Species of butterfly

Erebia edda is a small butterfly found in the East Palearctic (Urals, Altai, Tuva, Siberia, Yakutia, Ussuri, Chukot Peninsula, Mongolia, Korea) that belongs to the browns family.

==Description from Seitz==

E. edda Men. (= intermedia Trybom) (35 c). Wings above coffee-brown, darker towards the base, distally with a russet-brown sheen. There is before the apex a large rounded reddish yellow spot bearing a black ocellus composed of two and having two small white pupils. The hindwing is without markings.
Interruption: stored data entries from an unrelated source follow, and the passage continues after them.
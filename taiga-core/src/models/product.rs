//! Catalog item model

use serde::{Deserialize, Serialize};

use super::Category;

/// One purchasable item as served by `GET /api/products`
#[derive(Debug, Clone, PartialEq, Serialize, Deserialize)]
pub struct CatalogItem {
    pub id: i64,
    pub name: String,
    /// Free-form category name; resolved to a [`Category`] for pricing
    pub category: String,
    /// Base price in whole currency units, denominated per the category rule
    pub price: f64,
    #[serde(default, skip_serializing_if = "Option::is_none")]
    pub description: Option<String>,
    /// Image reference (path or URL)
    #[serde(default, skip_serializing_if = "Option::is_none")]
    pub image: Option<String>,
}

impl CatalogItem {
    /// Resolve the pricing category, falling back to the default for
    /// unrecognized names.
    pub fn category_kind(&self) -> Category {
        Category::resolve_or_default(&self.category)
    }

    /// Normalize wire quirks: the backend serializes missing description and
    /// image as empty strings.
    pub fn normalize(mut self) -> Self {
        if self.description.as_deref().is_some_and(str::is_empty) {
            self.description = None;
        }
        if self.image.as_deref().is_some_and(str::is_empty) {
            self.image = None;
        }
        self
    }
}
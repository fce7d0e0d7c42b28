//! Client configuration

/// Configuration for connecting to the storefront backend
#[derive(Debug, Clone)]
pub struct ClientConfig {
    /// Server base URL (e.g., "http://localhost:10000")
    pub base_url: String,

    /// Request timeout in seconds
    pub timeout: u64,
}

impl ClientConfig {
    /// Create a new client configuration
    pub fn new(base_url: impl Into<String>) -> Self {
        Self {
            base_url: base_url.into(),
            timeout: 30,
        }
    }

    /// Set the request timeout
    pub fn with_timeout(mut self, seconds: u64) -> Self {
        self.timeout = seconds;
        self
    }

    /// Create a catalog client from this configuration
    pub fn build_client(&self) -> super::CatalogClient {
        super::CatalogClient::new(self)
    }
}

impl Default for ClientConfig {
    fn default() -> Self {
        Self::new("http://localhost:10000")
    }
}
//! Pricing engine
//!
//! Weight parsing, per-category pricing rules and quote computation.
//! All monetary arithmetic goes through `rust_decimal`; totals are rounded
//! half-up to whole currency units.

mod quote;
mod rule;
mod weight;

pub use quote::Quote;
pub use rule::{InputMode, PriceBasis, PricingRule};
pub use weight::{ParsedWeight, WeightUnit, parse_lenient, parse_smart};
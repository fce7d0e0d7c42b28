//! Network layer for the Taiga storefront
//!
//! Fetches the catalog over HTTP and defines the host-dialog seam the
//! storefront renders blocking messages through. The engine itself lives in
//! `taiga-core` and never touches the network.

mod config;
mod error;
mod host;
mod http;

pub use config::ClientConfig;
pub use error::{ClientError, ClientResult};
pub use host::{AlertHost, StderrHost};
pub use http::CatalogClient;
On the forewing beneath the yellow spot is larger and lighter than above, being more ochre -yellow, the double ocellus having bright white pupils. The hindwing beneath dark brown, thinly dusted with whitish, especially towards the costa. At the apex of the cell a rounded white spot, and before the distal margin 3 — 4 white dots. Antenna black-brown above, finely ringed with white and brown beneath, except the russet-brown club. The sexes are the same in markings and size, but the yellow spot of the forewing is paler in the female than in the male. Elwes found some specimens with accessory ocelli below the large subapical ocellus. — This species is the first of that group of Erebias which come nearest to the preceding genus (Callerebia). It resembles Callerebia also in that it is not a really alpine insect, but occurs more in the hills. In East Siberia, in the Amur-district according to Graeser in June and July in swampy woods, but rare. Very local in the Altai, but abundant in some places, occurring already as low down as 4000 ft. It flutters with a weak flight among the grass, always setting on stones in dry brooks.